Healing by second intention (secondary union)
Healing by second intention occurs in wounds with separated edges.The process of healing by second intention is similar to that of first intension except that the former takes longer time to heal and results in more fibrous tissue formation due to extensive tissue damage.
Blood clot seals the edges. Necrotic debris may be present.
Epidermis grows between the blood clot and necrotic debris and viable connective tissue. In large wounds reepithelialization can takes weeks and in such instances skin grafting can speed up the healing process.
Granulation tissue formation at the wound base and the edges
Collagen is laid down by granulation tissue and eventual scar tissue formation in weeks.
Contraction of the scar due to action of myofibroblasts. So that the final size of the scar is smaller than the initial tissue defect.
To speed up the healing process and minimize the scar tissue formation the following measures are taken:
Control of infection if infected
Removal of necrotic debris. This process is greatly enhanced by surgical wound debridement.
Skin grafting
Factors that retard wound healing
Local causes:
Infection – cause persistent inflammation and tissue injury
Presence of necrotic tissue or foreign bodies – e.g, metal, glass, bone fragments. This can be prevented by wound debridement.
Ischaemia – could be due to peripheral vascular disease or venous diseases like varicose veins.
Tissue irradiation delay wound healing. Therefore, in cancer patients timing of surgery and radiation therapy is important.
Systemic causes:
Nutrition – protein deficiency and vitamin C deficiency can retard collagen sysnthesis Diabetes mellitus– mainly defective microcirculation (diabetic microangiopathy). Associated peripheral vascular disease and defective local immune response in diabetics can be contributory.
Administration of glucocorticoids – it has anti inflammatory effect and can also retard collagen systhesis.
Complications of wound healing
1. Deficient scar formation
2. Excessive formation of components of repair process
3. Formation of contractures
1. Deficient scar formation
Can be due to deficient collagen synthesis due to nutritional deficiencies. Ehlers‐Danlos syndrome is also a cause of defective collagen synthesis.
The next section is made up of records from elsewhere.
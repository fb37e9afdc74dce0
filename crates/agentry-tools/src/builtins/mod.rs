//! Reference tool bodies exercising the executor's security gates (spec
//! §4.7): a shell runner with a command blocklist, a symlink-safe file
//! reader with a path allow-list, and a scheme/size-capped web fetcher.

pub mod file;
pub mod shell;
pub mod web;

pub use file::ReadFileTool;
pub use shell::ShellTool;
pub use web::WebFetchTool;
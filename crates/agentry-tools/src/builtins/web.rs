//! Web fetch tool: restricted to `http(s)`, with a hard cap on response
//! size enforced while streaming rather than after the fact.

use agentry_core::{AgentError, ToolSchema};
use async_trait::async_trait;
use futures::StreamExt;
use serde_json::{json, Value};

use crate::registry::Tool;

pub struct WebFetchTool {
    client: reqwest::Client,
    pub max_bytes: usize,
    pub timeout: std::time::Duration,
}

impl Default for WebFetchTool {
    fn default() -> Self {
        let client = reqwest::Client::builder()
            .user_agent("agentry-web-fetch/0.1")
            .build()
            .expect("reqwest client builds with static config");
        Self { client, max_bytes: 65_536, timeout: std::time::Duration::from_secs(10) }
    }
}

#[async_trait]
impl Tool for WebFetchTool {
    fn name(&self) -> &str {
        "web_fetch"
    }

    fn schema(&self) -> ToolSchema {
        ToolSchema::new(
            "web_fetch",
            "Fetch an http(s) URL and return the response body as UTF-8 text, capped at a fixed size.",
            json!({
                "type": "object",
                "properties": {
                    "url": { "type": "string", "description": "The http or https URL to fetch." }
                },
                "required": ["url"]
            }),
            vec!["url".to_string()],
        )
    }

    async fn execute(&self, args: Value) -> Result<String, AgentError> {
        let raw_url = args
            .get("url")
            .and_then(Value::as_str)
            .ok_or_else(|| AgentError::ToolValidation { tool: "web_fetch".into(), message: "url is required".into() })?;

        let url = url::Url::parse(raw_url)
            .map_err(|e| AgentError::ToolValidation { tool: "web_fetch".into(), message: format!("invalid url: {e}") })?;
        if url.scheme() != "http" && url.scheme() != "https" {
            return Err(AgentError::ToolSecurity { tool: "web_fetch".into(), reason: format!("scheme '{}' not allowed", url.scheme()) });
        }

        let response = tokio::time::timeout(self.timeout, self.client.get(url).send())
            .await
            .map_err(|_| AgentError::ToolTimeout { tool: "web_fetch".into(), timeout_secs: self.timeout.as_secs() })?
            .map_err(|e| AgentError::ToolExecution { tool: "web_fetch".into(), message: e.to_string() })?;

        if !response.status().is_success() {
            return Err(AgentError::ToolExecution {
                tool: "web_fetch".into(),
                message: format!("upstream returned {}", response.status()),
            });
        }

        let mut bytes = Vec::new();
        let mut stream = response.bytes_stream();
        let mut truncated = false;
        while let Some(chunk) = stream.next().await {
            let chunk = chunk.map_err(|e| AgentError::ToolExecution { tool: "web_fetch".into(), message: e.to_string() })?;
            if bytes.len() + chunk.len() > self.max_bytes {
                let remaining = self.max_bytes.saturating_sub(bytes.len());
                bytes.extend_from_slice(&chunk[..remaining.min(chunk.len())]);
                truncated = true;
                break;
            }
            bytes.extend_from_slice(&chunk);
        }

        let text = String::from_utf8_lossy(&bytes).into_owned();
        if truncated {
            Ok(format!("{text}\n[... truncated at {} bytes]", self.max_bytes))
        } else {
            Ok(text)
        }
    }
}
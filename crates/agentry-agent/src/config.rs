//! The single-source-of-truth configuration passed at `AgentRuntime`
//! construction (spec §6). Every field defaults per the spec's listed
//! defaults; deserializable from TOML so a caller can ship a config file
//! rather than building the struct by hand.

use serde::{Deserialize, Serialize};

use agentry_llm::health::FailoverConfig;

/// One entry in `llm_fallbacks`: enough to construct and prioritize an
/// adapter without the config crate knowing concrete adapter types.
#[derive(Debug, Clone, Serialize, Deserialize)]
pub struct ProviderConfig {
    pub provider: String,
    pub model: String,
    pub api_key: Option<String>,
    pub base_url: Option<String>,
    pub priority: u32,
}

/// The recognized configuration options from spec §6, flattened into one
/// struct. Nested pieces (failover) reuse the component's own config type
/// rather than duplicating field names.
#[derive(Debug, Clone, Serialize, Deserialize)]
#[serde(default)]
pub struct AgentConfig {
    pub llm_provider: String,
    pub llm_model: String,
    pub llm_temperature: f32,
    pub llm_max_tokens: Option<u32>,
    pub llm_api_key: Option<String>,
    pub llm_base_url: Option<String>,
    pub llm_fallbacks: Vec<ProviderConfig>,

    pub memory_cache_size: u64,
    pub memory_cache_ttl_s: Option<u64>,

    pub tool_timeout_s: u64,
    pub tool_max_parallel: usize,
    pub tool_allow_paths: Vec<String>,
    pub tool_shell_blocklist: Vec<String>,

    pub context_window_tokens: u32,
    pub target_prompt_tokens: Option<u32>,

    pub recent_entity_max: usize,
    pub recent_entity_ttl_s: u64,

    pub max_iterations: usize,
    pub retrospect_threshold_s: u64,
    pub retrospect_enabled: bool,

    pub failover: FailoverConfig,
}

impl Default for AgentConfig {
    fn default() -> Self {
        Self {
            llm_provider: "anthropic".to_string(),
            llm_model: String::new(),
            llm_temperature: 0.7,
            llm_max_tokens: None,
            llm_api_key: None,
            llm_base_url: None,
            llm_fallbacks: Vec::new(),

            memory_cache_size: 1000,
            memory_cache_ttl_s: None,

            tool_timeout_s: 30,
            tool_max_parallel: 3,
            tool_allow_paths: Vec::new(),
            tool_shell_blocklist: Vec::new(),

            context_window_tokens: 200_000,
            target_prompt_tokens: None,

            recent_entity_max: 20,
            recent_entity_ttl_s: 300,

            max_iterations: 10,
            retrospect_threshold_s: 60,
            retrospect_enabled: true,

            failover: FailoverConfig::default(),
        }
    }
}

impl AgentConfig {
    /// `target_prompt_tokens` defaults to 60% of the configured context
    /// window when not explicitly set (spec §6).
    pub fn effective_target_prompt_tokens(&self) -> u32 {
        self.target_prompt_tokens
            .unwrap_or_else(|| (self.context_window_tokens as f64 * 0.6) as u32)
    }

    pub fn from_toml_str(raw: &str) -> Result<Self, agentry_core::AgentError> {
        toml::from_str(raw).map_err(|e| agentry_core::AgentError::ConfigError(e.to_string()))
    }
}

#[cfg(test)]
mod tests {
    use super::*;

    #[test]
    fn defaults_match_spec_section_6() {
        let config = AgentConfig::default();
        assert_eq!(config.max_iterations, 10);
        assert_eq!(config.tool_max_parallel, 3);
        assert_eq!(config.recent_entity_max, 20);
        assert_eq!(config.retrospect_threshold_s, 60);
        assert!(config.retrospect_enabled);
    }

    #[test]
    fn target_prompt_tokens_defaults_to_60_percent_of_window() {
        let mut config = AgentConfig::default();
        config.context_window_tokens = 100_000;
        config.target_prompt_tokens = None;
        assert_eq!(config.effective_target_prompt_tokens(), 60_000);
    }

    #[test]
    fn explicit_target_prompt_tokens_overrides_the_default() {
        let mut config = AgentConfig::default();
        config.context_window_tokens = 100_000;
        config.target_prompt_tokens = Some(12_345);
        assert_eq!(config.effective_target_prompt_tokens(), 12_345);
    }

    #[test]
    fn round_trips_through_toml() {
        let config = AgentConfig::default();
        let raw = toml::to_string(&config).unwrap();
        let parsed = AgentConfig::from_toml_str(&raw).unwrap();
        assert_eq!(parsed.max_iterations, config.max_iterations);
    }
}
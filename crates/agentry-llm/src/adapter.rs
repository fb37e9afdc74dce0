//! The uniform provider interface every vendor backend implements (spec §4.1).

use agentry_core::{AgentError, Message, ToolCall, ToolSchema, TokenUsage};
use async_trait::async_trait;
use futures::stream::BoxStream;
use serde::{Deserialize, Serialize};

/// How the model should use the tools it was given.
#[derive(Debug, Clone, Default)]
pub enum ToolChoice {
    /// Model must call at least one tool.
    Any,
    /// Model may call zero or more tools.
    #[default]
    Auto,
    /// Model must call exactly the named tool.
    Tool(String),
    /// Tools are not offered for this call even if configured.
    None,
}

/// Per-call generation parameters (spec §4.1).
#[derive(Debug, Clone)]
pub struct ChatParams {
    pub model: String,
    pub temperature: f32,
    pub max_tokens: Option<u32>,
    pub stop: Vec<String>,
    pub tool_choice: ToolChoice,
}

impl ChatParams {
    pub fn new(model: impl Into<String>) -> Self {
        Self {
            model: model.into(),
            temperature: 0.7,
            max_tokens: None,
            stop: Vec::new(),
            tool_choice: ToolChoice::Auto,
        }
    }
}

/// What a provider adapter can do, used by the prompt assembler (spec §4.4)
/// to decide whether large system prompts need an auxiliary user-role block.
#[derive(Debug, Clone, Copy, Serialize, Deserialize)]
pub struct AdapterCapabilities {
    pub supports_tools: bool,
    pub supports_streaming: bool,
    pub supports_system_role: bool,
    pub max_context_tokens: u32,
}

/// A tagged streaming chunk, normalized from whatever the vendor actually
/// sends (spec §4.1, §9 open question on vendor payload shapes — adapters
/// are responsible for normalizing to exactly these variants).
#[derive(Debug, Clone)]
pub enum StreamChunk {
    TextDelta(String),
    ToolCallStart { id: String, name: String },
    /// Partial JSON accumulating into one tool call's `arguments`.
    ToolCallDelta { id: String, json_fragment: String },
    ToolCallEnd { id: String },
    UsageReport(TokenUsage),
    Done,
}

/// One vendor's chat/stream surface behind a canonical interface.
///
/// Adapters never retry — they classify failures into `AgentError`'s LLM
/// variants and raise immediately; retry/failover is the client's job
/// (spec §4.1, §4.2).
#[async_trait]
pub trait LlmAdapter: Send + Sync {
    fn name(&self) -> &str;

    fn capabilities(&self) -> AdapterCapabilities;

    async fn chat(
        &self,
        messages: &[Message],
        tools: &[ToolSchema],
        params: &ChatParams,
    ) -> Result<(Message, TokenUsage), AgentError>;

    async fn stream(
        &self,
        messages: &[Message],
        tools: &[ToolSchema],
        params: &ChatParams,
    ) -> Result<BoxStream<'static, Result<StreamChunk, AgentError>>, AgentError>;
}

/// Accumulates `StreamChunk::ToolCallStart/Delta/End` into complete
/// `ToolCall`s, preserving declaration order. Adapters share this so the
/// JSON-accumulation logic isn't duplicated per vendor.
#[derive(Debug, Default)]
pub struct ToolCallAccumulator {
    order: Vec<String>,
    names: std::collections::HashMap<String, String>,
    json: std::collections::HashMap<String, String>,
}

impl ToolCallAccumulator {
    pub fn new() -> Self {
        Self::default()
    }

    pub fn start(&mut self, id: &str, name: &str) {
        if !self.names.contains_key(id) {
            self.order.push(id.to_string());
        }
        self.names.insert(id.to_string(), name.to_string());
        self.json.entry(id.to_string()).or_default();
    }

    pub fn delta(&mut self, id: &str, fragment: &str) {
        self.json.entry(id.to_string()).or_default().push_str(fragment);
    }

    /// Finalize into `ToolCall`s in the order they were first seen.
    /// Malformed JSON arguments fall back to an empty object rather than
    /// failing the whole response — the tool executor's validation step
    /// (spec §4.7) will reject the call instead.
    pub fn finish(self) -> Vec<ToolCall> {
        self.order
            .into_iter()
            .map(|id| {
                let name = self.names.get(&id).cloned().unwrap_or_default();
                let raw = self.json.get(&id).cloned().unwrap_or_default();
                let arguments = serde_json::from_str(&raw).unwrap_or(serde_json::json!({}));
                ToolCall { id, name, arguments }
            })
            .collect()
    }
}
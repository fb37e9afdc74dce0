//! OpenAI `/v1/chat/completions` adapter: translates the canonical message
//! and tool-schema types to OpenAI's wire format and back, non-streaming
//! and SSE-streaming alike.

use std::time::Duration;

use agentry_core::{AgentError, Message, Role, ToolCall, ToolSchema, TokenUsage};
use agentry_llm::adapter::{AdapterCapabilities, ChatParams, LlmAdapter, StreamChunk, ToolCallAccumulator, ToolChoice};
use async_trait::async_trait;
use eventsource_stream::Eventsource;
use futures::stream::BoxStream;
use futures::StreamExt;
use serde::{Deserialize, Serialize};
use serde_json::{json, Value};

/// Configuration for one OpenAI(-compatible) endpoint.
#[derive(Debug, Clone)]
pub struct OpenAiConfig {
    pub api_key: String,
    pub base_url: String,
    pub timeout: Duration,
}

impl OpenAiConfig {
    pub fn new(api_key: impl Into<String>) -> Self {
        Self {
            api_key: api_key.into(),
            base_url: "https://api.openai.com/v1".to_string(),
            timeout: Duration::from_secs(120),
        }
    }
}

pub struct OpenAiAdapter {
    config: OpenAiConfig,
    http: reqwest::Client,
    max_context_tokens: u32,
}

impl OpenAiAdapter {
    pub fn new(config: OpenAiConfig) -> Self {
        let http = reqwest::Client::builder()
            .timeout(config.timeout)
            .build()
            .expect("reqwest client builds with static config");
        Self {
            config,
            http,
            max_context_tokens: 128_000,
        }
    }

    fn endpoint(&self, path: &str) -> String {
        format!("{}/{}", self.config.base_url.trim_end_matches('/'), path)
    }

    fn request_body(&self, messages: &[Message], tools: &[ToolSchema], params: &ChatParams, stream: bool) -> Value {
        let mut body = json!({
            "model": params.model,
            "messages": messages.iter().map(to_openai_message).collect::<Vec<_>>(),
            "temperature": params.temperature,
            "stream": stream,
        });
        if let Some(max_tokens) = params.max_tokens {
            body["max_tokens"] = json!(max_tokens);
        }
        if !params.stop.is_empty() {
            body["stop"] = json!(params.stop);
        }
        if !tools.is_empty() {
            body["tools"] = json!(tools.iter().map(to_openai_tool).collect::<Vec<_>>());
            body["tool_choice"] = tool_choice_json(&params.tool_choice);
        }
        body
    }
}

fn tool_choice_json(choice: &ToolChoice) -> Value {
    match choice {
        ToolChoice::Any => json!("required"),
        ToolChoice::Auto => json!("auto"),
        ToolChoice::None => json!("none"),
        ToolChoice::Tool(name) => json!({ "type": "function", "function": { "name": name } }),
    }
}

fn to_openai_tool(schema: &ToolSchema) -> Value {
    json!({
        "type": "function",
        "function": {
            "name": schema.name,
            "description": schema.description,
            "parameters": schema.parameters,
        }
    })
}

fn role_str(role: Role) -> &'static str {
    match role {
        Role::System => "system",
        Role::User => "user",
        Role::Assistant => "assistant",
        Role::Tool => "tool",
    }
}

fn to_openai_message(message: &Message) -> Value {
    let mut value = json!({
        "role": role_str(message.role),
        "content": message.content,
    });
    if let Some(tool_call_id) = &message.tool_call_id {
        value["tool_call_id"] = json!(tool_call_id);
    }
    if !message.tool_calls.is_empty() {
        value["tool_calls"] = json!(message
            .tool_calls
            .iter()
            .map(|call| {
                json!({
                    "id": call.id,
                    "type": "function",
                    "function": {
                        "name": call.name,
                        "arguments": serde_json::to_string(&call.arguments).unwrap_or_default(),
                    }
                })
            })
            .collect::<Vec<_>>());
        value["content"] = Value::Null;
    }
    value
}

#[derive(Debug, Deserialize)]
struct OpenAiChatResponse {
    choices: Vec<OpenAiChoice>,
    usage: Option<OpenAiUsage>,
}

#[derive(Debug, Deserialize)]
struct OpenAiChoice {
    message: OpenAiMessage,
}

#[derive(Debug, Deserialize)]
struct OpenAiMessage {
    #[serde(default)]
    content: Option<String>,
    #[serde(default)]
    tool_calls: Vec<OpenAiToolCall>,
}

#[derive(Debug, Deserialize)]
struct OpenAiToolCall {
    id: String,
    function: OpenAiFunctionCall,
}

#[derive(Debug, Deserialize)]
struct OpenAiFunctionCall {
    name: String,
    arguments: String,
}

#[derive(Debug, Deserialize, Clone, Copy)]
struct OpenAiUsage {
    #[serde(default)]
    prompt_tokens: u32,
    #[serde(default)]
    completion_tokens: u32,
}

#[derive(Debug, Deserialize)]
struct OpenAiErrorEnvelope {
    error: OpenAiErrorBody,
}

#[derive(Debug, Deserialize)]
struct OpenAiErrorBody {
    message: String,
    #[serde(default)]
    #[serde(rename = "type")]
    error_type: Option<String>,
}

async fn classify_http_error(status: reqwest::StatusCode, body: String) -> AgentError {
    let message = serde_json::from_str::<OpenAiErrorEnvelope>(&body)
        .map(|e| e.error.message)
        .unwrap_or(body);

    match status.as_u16() {
        401 | 403 => AgentError::LlmInvalidRequest(format!("authentication failed: {message}")),
        400 | 404 | 422 => {
            if message.to_lowercase().contains("context") || message.to_lowercase().contains("maximum context length") {
                AgentError::LlmContextOverflow(message)
            } else {
                AgentError::LlmInvalidRequest(message)
            }
        }
        429 => AgentError::LlmRateLimit {
            message,
            retry_after_secs: None,
        },
        500..=599 => AgentError::LlmUpstream5xx {
            status: status.as_u16(),
            message,
        },
        _ => AgentError::LlmResponseMalformed(message),
    }
}

fn to_agent_message(response: OpenAiChatResponse) -> Result<(Message, TokenUsage), AgentError> {
    let choice = response
        .choices
        .into_iter()
        .next()
        .ok_or_else(|| AgentError::LlmResponseMalformed("no choices in response".into()))?;

    let tool_calls = choice
        .message
        .tool_calls
        .into_iter()
        .map(|call| -> Result<ToolCall, AgentError> {
            let arguments: Value = serde_json::from_str(&call.function.arguments)
                .map_err(|e| AgentError::LlmResponseMalformed(format!("bad tool arguments json: {e}")))?;
            Ok(ToolCall {
                id: call.id,
                name: call.function.name,
                arguments,
            })
        })
        .collect::<Result<Vec<_>, _>>()?;

    let content = choice.message.content.unwrap_or_default();
    let usage = response
        .usage
        .map(|u| TokenUsage {
            input: u.prompt_tokens as u64,
            output: u.completion_tokens as u64,
            cache_read: 0,
            cache_creation: 0,
            estimated_cost: 0.0,
        })
        .unwrap_or_default();

    Ok((Message::assistant(content, tool_calls, 0), usage))
}

#[derive(Debug, Deserialize)]
struct OpenAiStreamChunk {
    choices: Vec<OpenAiStreamChoice>,
    #[serde(default)]
    usage: Option<OpenAiUsage>,
}

#[derive(Debug, Deserialize)]
struct OpenAiStreamChoice {
    delta: OpenAiStreamDelta,
    #[serde(default)]
    finish_reason: Option<String>,
}

#[derive(Debug, Default, Deserialize)]
struct OpenAiStreamDelta {
    #[serde(default)]
    content: Option<String>,
    #[serde(default)]
    tool_calls: Vec<OpenAiStreamToolCallDelta>,
}

#[derive(Debug, Deserialize)]
struct OpenAiStreamToolCallDelta {
    index: usize,
    #[serde(default)]
    id: Option<String>,
    #[serde(default)]
    function: Option<OpenAiStreamFunctionDelta>,
}

#[derive(Debug, Default, Deserialize)]
struct OpenAiStreamFunctionDelta {
    #[serde(default)]
    name: Option<String>,
    #[serde(default)]
    arguments: Option<String>,
}

#[async_trait]
impl LlmAdapter for OpenAiAdapter {
    fn name(&self) -> &str {
        "openai"
    }

    fn capabilities(&self) -> AdapterCapabilities {
        AdapterCapabilities {
            supports_tools: true,
            supports_streaming: true,
            supports_system_role: true,
            max_context_tokens: self.max_context_tokens,
        }
    }

    async fn chat(
        &self,
        messages: &[Message],
        tools: &[ToolSchema],
        params: &ChatParams,
    ) -> Result<(Message, TokenUsage), AgentError> {
        let body = self.request_body(messages, tools, params, false);
        let response = self
            .http
            .post(self.endpoint("chat/completions"))
            .bearer_auth(&self.config.api_key)
            .json(&body)
            .send()
            .await
            .map_err(|e| AgentError::LlmConnection(e.to_string()))?;

        let status = response.status();
        let raw = response
            .text()
            .await
            .map_err(|e| AgentError::LlmConnection(e.to_string()))?;

        if !status.is_success() {
            return Err(classify_http_error(status, raw).await);
        }

        let parsed: OpenAiChatResponse = serde_json::from_str(&raw)
            .map_err(|e| AgentError::LlmResponseMalformed(format!("{e}: {raw}")))?;
        to_agent_message(parsed)
    }

    async fn stream(
        &self,
        messages: &[Message],
        tools: &[ToolSchema],
        params: &ChatParams,
    ) -> Result<BoxStream<'static, Result<StreamChunk, AgentError>>, AgentError> {
        let body = self.request_body(messages, tools, params, true);
        let response = self
            .http
            .post(self.endpoint("chat/completions"))
            .bearer_auth(&self.config.api_key)
            .json(&body)
            .send()
            .await
            .map_err(|e| AgentError::LlmConnection(e.to_string()))?;

        let status = response.status();
        if !status.is_success() {
            let raw = response
                .text()
                .await
                .map_err(|e| AgentError::LlmConnection(e.to_string()))?;
            return Err(classify_http_error(status, raw).await);
        }

        let mut byte_stream = response.bytes_stream().eventsource();
        let (tx, rx) = tokio::sync::mpsc::unbounded_channel::<Result<StreamChunk, AgentError>>();

        tokio::spawn(async move {
            let mut accumulator = ToolCallAccumulator::new();
            let mut index_to_id: std::collections::HashMap<usize, String> = std::collections::HashMap::new();

            while let Some(event) = byte_stream.next().await {
                let event = match event {
                    Ok(e) => e,
                    Err(e) => {
                        let _ = tx.send(Err(AgentError::LlmConnection(e.to_string())));
                        return;
                    }
                };
                if event.data == "[DONE]" {
                    for id in index_to_id.values() {
                        let _ = tx.send(Ok(StreamChunk::ToolCallEnd { id: id.clone() }));
                    }
                    let _ = tx.send(Ok(StreamChunk::Done));
                    return;
                }
                let chunk: OpenAiStreamChunk = match serde_json::from_str(&event.data) {
                    Ok(c) => c,
                    Err(e) => {
                        let _ = tx.send(Err(AgentError::LlmResponseMalformed(e.to_string())));
                        return;
                    }
                };
                if let Some(usage) = chunk.usage {
                    let _ = tx.send(Ok(StreamChunk::UsageReport(TokenUsage {
                        input: usage.prompt_tokens as u64,
                        output: usage.completion_tokens as u64,
                        cache_read: 0,
                        cache_creation: 0,
                        estimated_cost: 0.0,
                    })));
                }
                for choice in chunk.choices {
                    if let Some(text) = choice.delta.content {
                        if !text.is_empty() {
                            let _ = tx.send(Ok(StreamChunk::TextDelta(text)));
                        }
                    }
                    for tool_delta in choice.delta.tool_calls {
                        let id = if let Some(id) = tool_delta.id {
                            index_to_id.insert(tool_delta.index, id.clone());
                            if let Some(name) = tool_delta.function.as_ref().and_then(|f| f.name.clone()) {
                                accumulator.start(&id, &name);
                                let _ = tx.send(Ok(StreamChunk::ToolCallStart { id: id.clone(), name }));
                            }
                            id
                        } else {
                            match index_to_id.get(&tool_delta.index) {
                                Some(id) => id.clone(),
                                None => continue,
                            }
                        };
                        if let Some(args) = tool_delta.function.and_then(|f| f.arguments) {
                            accumulator.delta(&id, &args);
                            let _ = tx.send(Ok(StreamChunk::ToolCallDelta { id, json_fragment: args }));
                        }
                    }
                    if choice.finish_reason.is_some() {
                        for id in index_to_id.values() {
                            let _ = tx.send(Ok(StreamChunk::ToolCallEnd { id: id.clone() }));
                        }
                    }
                }
            }
            let _ = tx.send(Ok(StreamChunk::Done));
        });

        let output_stream = futures::stream::unfold(rx, |mut rx| async { rx.recv().await.map(|item| (item, rx)) });
        Ok(Box::pin(output_stream))
    }
}
//! Strips internal "thinking" markers and simulated tool-call text from
//! assistant content before persistence/emission (spec §4.8, tag set
//! fixed by spec §6).
//!
//! Sanitization is idempotent: running it twice produces the same output
//! as running it once, since every pattern it removes is gone after the
//! first pass and nothing it leaves behind looks like a fresh match.

use regex::Regex;
use std::sync::OnceLock;

/// One block-stripping rule: everything from `open` up to and including
/// the first following `close` is removed. `close: None` means "strip to
/// end of content" (used for an unterminated block a model sometimes
/// emits when cut off mid-thought).
struct TagRule {
    open: &'static str,
    close: Option<&'static str>,
}

const BLOCK_RULES: &[TagRule] = &[
    TagRule { open: "<thinking>", close: Some("</thinking>") },
    TagRule { open: "<think>", close: Some("</think>") },
    TagRule { open: "<reasoning>", close: Some("</reasoning>") },
];

fn invoke_pattern() -> &'static Regex {
    static PATTERN: OnceLock<Regex> = OnceLock::new();
    PATTERN.get_or_init(|| {
        // Stray `<invoke ...>...</invoke>` blocks that weren't parsed into
        // structured tool_calls by the adapter — vendor-specific markers
        // that leaked into plain text rather than the tool-call channel.
        Regex::new(r"(?s)<invoke\b[^>]*>.*?</invoke>").expect("static regex is valid")
    })
}

fn xml_declaration_pattern() -> &'static Regex {
    static PATTERN: OnceLock<Regex> = OnceLock::new();
    PATTERN.get_or_init(|| Regex::new(r"^\s*<\?xml[^>]*\?>\s*").expect("static regex is valid"))
}

fn strip_blocks(mut text: String) -> String {
    for rule in BLOCK_RULES {
        loop {
            let Some(start) = text.find(rule.open) else { break };
            let after_open = start + rule.open.len();
            match rule.close.and_then(|close| text[after_open..].find(close).map(|pos| after_open + pos + close.len())) {
                Some(end) => {
                    text.replace_range(start..end, "");
                }
                None => {
                    // Unterminated block: drop to end of content rather
                    // than looping forever on an `open` that never closes.
                    text.truncate(start);
                    break;
                }
            }
        }
    }
    text
}

/// Strip the fixed tag set from assistant content (spec §6): thinking/
/// reasoning blocks, stray `<invoke>` wrappers outside structured
/// `tool_calls`, and a leading XML declaration.
pub fn sanitize(content: &str) -> String {
    let without_blocks = strip_blocks(content.to_string());
    let without_invokes = invoke_pattern().replace_all(&without_blocks, "").into_owned();
    let without_xml_decl = xml_declaration_pattern().replace(&without_invokes, "").into_owned();
    without_xml_decl.trim().to_string()
}
use crate::validation::ValidationErrors;

#[derive(Debug, thiserror::Error)]
pub enum PatientError {
    #[error("invalid input: {0}")]
    InvalidInput(String),
    /// One or more validators rejected the request before it reached its handler.
    #[error("validation failed: {0}")]
    Validation(ValidationErrors),
}

pub type PatientResult<T> = std::result::Result<T, PatientError>;
//! Mapping from core outcomes and errors to HTTP responses.

use api_shared::{ErrorRes, ValidationErrorRes};
use axum::{
    http::StatusCode,
    response::{IntoResponse, Json, Response},
};
use patients_core::{PatientError, ValidationErrors};

/// Errors a REST handler can return.
#[derive(Debug)]
pub enum ApiError {
    /// The request was valid but named nothing that exists.
    NotFound(String),
    /// The request was rejected before any data access.
    Validation(ValidationErrors),
    Internal,
}

impl From<PatientError> for ApiError {
    fn from(err: PatientError) -> Self {
        match err {
            PatientError::Validation(errors) => ApiError::Validation(errors),
            other => {
                tracing::error!("patient service error: {:?}", other);
                ApiError::Internal
            }
        }
    }
}

impl IntoResponse for ApiError {
    fn into_response(self) -> Response {
        match self {
            ApiError::NotFound(message) => {
                (StatusCode::NOT_FOUND, Json(ErrorRes::new(message))).into_response()
            }
            ApiError::Validation(errors) => (
                StatusCode::BAD_REQUEST,
                Json(ValidationErrorRes::from(&errors)),
            )
                .into_response(),
            ApiError::Internal => (
                StatusCode::INTERNAL_SERVER_ERROR,
                Json(ErrorRes::new("Internal error")),
            )
                .into_response(),
        }
    }
}

#[cfg(test)]
mod tests {
    use super::*;
    use patients_core::ValidationFailure;

    #[test]
    fn status_codes_follow_error_kind() {
        let not_found = ApiError::NotFound("Patient with ID 6 not found.".into()).into_response();
        assert_eq!(not_found.status(), StatusCode::NOT_FOUND);

        let errors = ValidationErrors::from_failures(vec![ValidationFailure::new("patientId", "bad")])
            .expect("non-empty");
        let invalid = ApiError::Validation(errors).into_response();
        assert_eq!(invalid.status(), StatusCode::BAD_REQUEST);

        let internal = ApiError::from(PatientError::InvalidInput("boom".into())).into_response();
        assert_eq!(internal.status(), StatusCode::INTERNAL_SERVER_ERROR);
    }
}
Due to defective granulaton tissue formation. E.g., Wound dehiscence/rupture – especially in abdominal wounds, especially following abdominal sugery. This is usually associated with increase intrabdominal pressure.Ulceration – due to defective circulation.
2. Excessive formation of components of repair process
Excessive scar formation- Excessive collagen formation in wound healing can result in a hypertrophic scar and keloid.
Hypertrophc scar – more fibrous tissue is formed, limited to the boundaries of the original wound. If the scar tissue formed is massive and extends beyond the boundaries of the wound it is called a keloid. Tendancy to form Keloid is usually genetically determined.
Excessive granulation tissue formation/exuberant granulation tissueformation –This can protrude above the wound surface and interfere with reepithelialization. Cautery or surgical excision is needed to ensure reepithelialization.
3. Formation of contractures
Excessive contraction of the scar can result in deformities in the wound and the surrounding tissues.Commonly seen in healed extensive burns.